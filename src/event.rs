use std::{fmt, ops};

use crate::{Interest, RegistrationId};

/// Condition flags carried by an [`Event`] alongside the ready set.
///
/// Flags are hints about the state of the descriptor, not readiness classes.
/// [`ERROR`] in particular means "consult the socket's pending error via
/// `SO_ERROR`"; it does not itself carry the errno.
///
/// [`ERROR`]: EventFlags::ERROR
#[derive(Copy, Clone, PartialEq, Eq, Default, Hash)]
#[repr(transparent)]
pub struct EventFlags(u8);

const ERROR: u8 = 0b001;
const HANGUP: u8 = 0b010;
const READ_HANGUP: u8 = 0b100;

impl EventFlags {
    /// The empty flag set.
    pub const fn empty() -> EventFlags {
        EventFlags(0)
    }

    /// The descriptor has a pending error; fetch it with `SO_ERROR`.
    pub const ERROR: EventFlags = EventFlags(ERROR);

    /// Both halves of the connection have closed.
    pub const HANGUP: EventFlags = EventFlags(HANGUP);

    /// The peer shut down its write half; reads will observe EOF once
    /// buffered data is drained.
    pub const READ_HANGUP: EventFlags = EventFlags(READ_HANGUP);

    pub const fn is_empty(self) -> bool {
        self.0 == 0
    }

    pub const fn contains(self, other: EventFlags) -> bool {
        (self.0 & other.0) == other.0
    }
}

impl ops::BitOr for EventFlags {
    type Output = Self;

    #[inline]
    fn bitor(self, other: Self) -> Self {
        EventFlags(self.0 | other.0)
    }
}

impl ops::BitOrAssign for EventFlags {
    #[inline]
    fn bitor_assign(&mut self, other: Self) {
        self.0 |= other.0;
    }
}

impl fmt::Debug for EventFlags {
    fn fmt(&self, fmt: &mut fmt::Formatter<'_>) -> fmt::Result {
        if self.is_empty() {
            return write!(fmt, "(empty)");
        }
        let mut one = false;
        for (bit, name) in [
            (EventFlags::ERROR, "ERROR"),
            (EventFlags::HANGUP, "HANGUP"),
            (EventFlags::READ_HANGUP, "READ_HANGUP"),
        ] {
            if self.contains(bit) {
                if one {
                    write!(fmt, " | ")?
                }
                write!(fmt, "{}", name)?;
                one = true
            }
        }
        Ok(())
    }
}

/// A readiness event for a single registration.
///
/// Events are produced by the driver on the poll thread and routed by the
/// selector to the waiter armed for the registration, or stored as permits
/// when no waiter is armed. The `ready` set may be a superset of the interest
/// that was armed; the `flags` describe error and hang-up conditions observed
/// by the kernel.
#[derive(Copy, Clone, PartialEq, Eq)]
pub struct Event {
    id: RegistrationId,
    ready: Interest,
    flags: EventFlags,
}

impl Event {
    pub(crate) fn new(id: RegistrationId, ready: Interest, flags: EventFlags) -> Event {
        Event { id, ready, flags }
    }

    /// The registration this event belongs to.
    pub fn id(&self) -> RegistrationId {
        self.id
    }

    /// The set of interest classes that became ready.
    pub fn ready(&self) -> Interest {
        self.ready
    }

    /// The condition flags observed with the readiness.
    pub fn flags(&self) -> EventFlags {
        self.flags
    }

    pub fn is_readable(&self) -> bool {
        self.ready.is_readable()
    }

    pub fn is_writable(&self) -> bool {
        self.ready.is_writable()
    }

    pub fn is_priority(&self) -> bool {
        self.ready.is_priority()
    }

    /// Returns true if the descriptor carries a pending error.
    ///
    /// The errno is not part of the event; fetch it with
    /// `getsockopt(SO_ERROR)`.
    pub fn is_error(&self) -> bool {
        self.flags.contains(EventFlags::ERROR)
    }

    pub fn is_hangup(&self) -> bool {
        self.flags.contains(EventFlags::HANGUP)
    }

    pub fn is_read_hangup(&self) -> bool {
        self.flags.contains(EventFlags::READ_HANGUP)
    }
}

impl fmt::Debug for Event {
    fn fmt(&self, f: &mut fmt::Formatter<'_>) -> fmt::Result {
        f.debug_struct("Event")
            .field("id", &self.id)
            .field("ready", &self.ready)
            .field("flags", &self.flags)
            .finish()
    }
}
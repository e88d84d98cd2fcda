//! The coordinator's dispatch loop.
//!
//! This thread is the single funnel for resuming suspended tasks: events,
//! reply records, cancellation drains, timer expiries and the shutdown sweep
//! all take waiter cells here and wake the collected handles only after every
//! lock is released.

use std::sync::Arc;
use std::task::Waker;

use log::{debug, trace};

use super::bridge::Turn;
use super::request::{ReplyError, Request};
use super::{Resume, Shared};
use crate::event::EventFlags;
use crate::Event;

pub(crate) fn run(shared: Arc<Shared>) {
    while let Some(turn) = shared.bridge.next() {
        let mut wakers = Vec::new();
        drain_replies(&shared, &mut wakers);
        drain_notices(&shared, &mut wakers);
        process_timers(&shared, &mut wakers);
        if let Turn::Batch(events) = turn {
            route_batch(&shared, events, &mut wakers);
        }
        for waker in wakers {
            waker.wake();
        }
    }

    debug!("selector dispatch thread draining for shutdown");
    shutdown_sweep(&shared);
}

/// Completes pending reply slots with the records posted by the poll thread.
fn drain_replies(shared: &Shared, wakers: &mut Vec<Waker>) {
    while let Ok((reply_id, result)) = shared.reply_records.pop() {
        let record = {
            let mut replies = shared.replies.lock().unwrap();
            replies.try_remove(reply_id)
        };
        let Some(record) = record else { continue };

        let succeeded = result.is_ok();
        match record.cell.resume(result) {
            Some((waker, false)) => wakers.push(waker),
            resumed => {
                // The awaiting future is gone: unwind its provisional table
                // entry, and a registration that made it into the kernel
                // anyway must not leak either.
                if let Some(id) = record.cleanup {
                    shared.remove_registration(id, succeeded);
                }
                if let Some((waker, _)) = resumed {
                    wakers.push(waker);
                }
            }
        }
    }
}

/// Drains waiters whose cancellation bit was flipped since the last touch.
fn drain_notices(shared: &Shared, wakers: &mut Vec<Waker>) {
    let mut timer_removals = Vec::new();
    while let Ok(notice) = shared.drains.pop() {
        if let Some((waker, _)) = notice.cell.take_for_resume() {
            wakers.push(waker);
        }
        let mut table = shared.registrations.lock().unwrap();
        if let Some(entry) = table.get_mut(&notice.id.as_u64()) {
            let ours = entry
                .waiter
                .as_ref()
                .is_some_and(|waiter| Arc::ptr_eq(&waiter.cell, &notice.cell));
            if ours {
                let waiter = entry.waiter.take().unwrap();
                if let Some(deadline) = waiter.deadline {
                    timer_removals.push((deadline, notice.id.as_u64()));
                }
            }
        }
    }
    shared.remove_timers(timer_removals);
}

/// Resumes waiters whose deadline passed.
fn process_timers(shared: &Shared, wakers: &mut Vec<Waker>) {
    let now = shared.now_nanos();
    if shared.next_deadline() > now {
        return;
    }

    let due: Vec<_> = {
        let mut timers = shared.timers.lock().unwrap();
        let pending = timers.split_off(&(now + 1, 0));
        let due = std::mem::replace(&mut *timers, pending);
        shared.publish_next_deadline(&timers);
        due.into_iter().collect()
    };

    let mut table = shared.registrations.lock().unwrap();
    for ((_, raw_id), cell) in due {
        if let Some(entry) = table.get_mut(&raw_id) {
            let ours = entry
                .waiter
                .as_ref()
                .is_some_and(|waiter| Arc::ptr_eq(&waiter.cell, &cell));
            if ours {
                entry.waiter = None;
            }
        }
        if let Some((waker, _)) = cell.resume(Resume::TimedOut) {
            wakers.push(waker);
        }
    }
}

fn route_batch(shared: &Shared, events: Vec<Event>, wakers: &mut Vec<Waker>) {
    let mut timer_removals = Vec::new();
    {
        let mut table = shared.registrations.lock().unwrap();
        for event in events {
            trace!("dispatching {:?}", event);
            let Some(entry) = table.get_mut(&event.id().as_u64()) else {
                // Deregistered while the batch was in flight.
                continue;
            };

            // A waiter armed for any of the ready classes receives the whole
            // event; classes outside its interest persist as permits.
            let eligible = entry
                .waiter
                .as_ref()
                .is_some_and(|waiter| waiter.interest.intersects(event.ready()));
            let delivered = if eligible {
                let waiter = entry.waiter.take().unwrap();
                if let Some((waker, _)) = waiter.cell.resume(Resume::Event(event)) {
                    wakers.push(waker);
                }
                if let Some(deadline) = waiter.deadline {
                    timer_removals.push((deadline, event.id().as_u64()));
                }
                Some(waiter.interest)
            } else {
                None
            };

            for class in event.ready().classes() {
                if delivered.is_some_and(|interest| interest.intersects(class)) {
                    continue;
                }
                let permit = entry.permits[class.class_index()]
                    .get_or_insert(EventFlags::empty());
                *permit |= event.flags();
            }
        }
    }
    shared.remove_timers(timer_removals);
}

/// Final drain: every suspension handle still parked anywhere is resumed
/// with a shutdown outcome. After this sweep the selector holds no handles.
fn shutdown_sweep(shared: &Shared) {
    shared.begin_shutdown_lifecycle();

    let mut wakers = Vec::new();

    {
        let mut replies = shared.replies.lock().unwrap();
        for record in replies.drain() {
            if let Some((waker, _)) = record.cell.resume(Err(ReplyError::Shutdown)) {
                wakers.push(waker);
            }
        }
    }
    while let Ok((_, _)) = shared.reply_records.pop() {}

    {
        let mut table = shared.registrations.lock().unwrap();
        for (_, entry) in table.iter_mut() {
            if let Some(waiter) = entry.waiter.take() {
                if let Some((waker, _)) = waiter.cell.resume(Resume::Shutdown) {
                    wakers.push(waker);
                }
            }
        }
        table.clear();
    }

    while let Ok(notice) = shared.drains.pop() {
        if let Some((waker, _)) = notice.cell.take_for_resume() {
            wakers.push(waker);
        }
    }

    {
        let mut timers = shared.timers.lock().unwrap();
        for (_, cell) in std::mem::take(&mut *timers) {
            if let Some((waker, _)) = cell.resume(Resume::Shutdown) {
                wakers.push(waker);
            }
        }
        shared.publish_next_deadline(&timers);
    }

    for waker in wakers {
        waker.wake();
    }
}

impl Shared {
    /// Fire-and-forget deregister for a registration nobody owns anymore.
    pub(crate) fn enqueue_orphan_deregister(&self, id: crate::RegistrationId) {
        let pushed = self
            .requests
            .push(Request::Deregister { id, reply: None })
            .is_ok();
        if pushed {
            self.wake_poll_thread();
        }
    }
}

☆ ☆ ☆ ☆ ☆ ☆ ☆

Only one stretch of the records above is wanted: the lines between the one holding "let due = std::mem::replace(&mut" and the one holding "for event in", inclusive, reproduced exactly.

        let due = std::mem::replace(&mut *timers, pending);
        shared.publish_next_deadline(&timers);
        due.into_iter().collect()
    };

    let mut table = shared.registrations.lock().unwrap();
    for ((_, raw_id), cell) in due {
        if let Some(entry) = table.get_mut(&raw_id) {
            let ours = entry
                .waiter
                .as_ref()
                .is_some_and(|waiter| Arc::ptr_eq(&waiter.cell, &cell));
            if ours {
                entry.waiter = None;
            }
        }
        if let Some((waker, _)) = cell.resume(Resume::TimedOut) {
            wakers.push(waker);
        }
    }
}

fn route_batch(shared: &Shared, events: Vec<Event>, wakers: &mut Vec<Waker>) {
    let mut timer_removals = Vec::new();
    {
        let mut table = shared.registrations.lock().unwrap();
        for event in events {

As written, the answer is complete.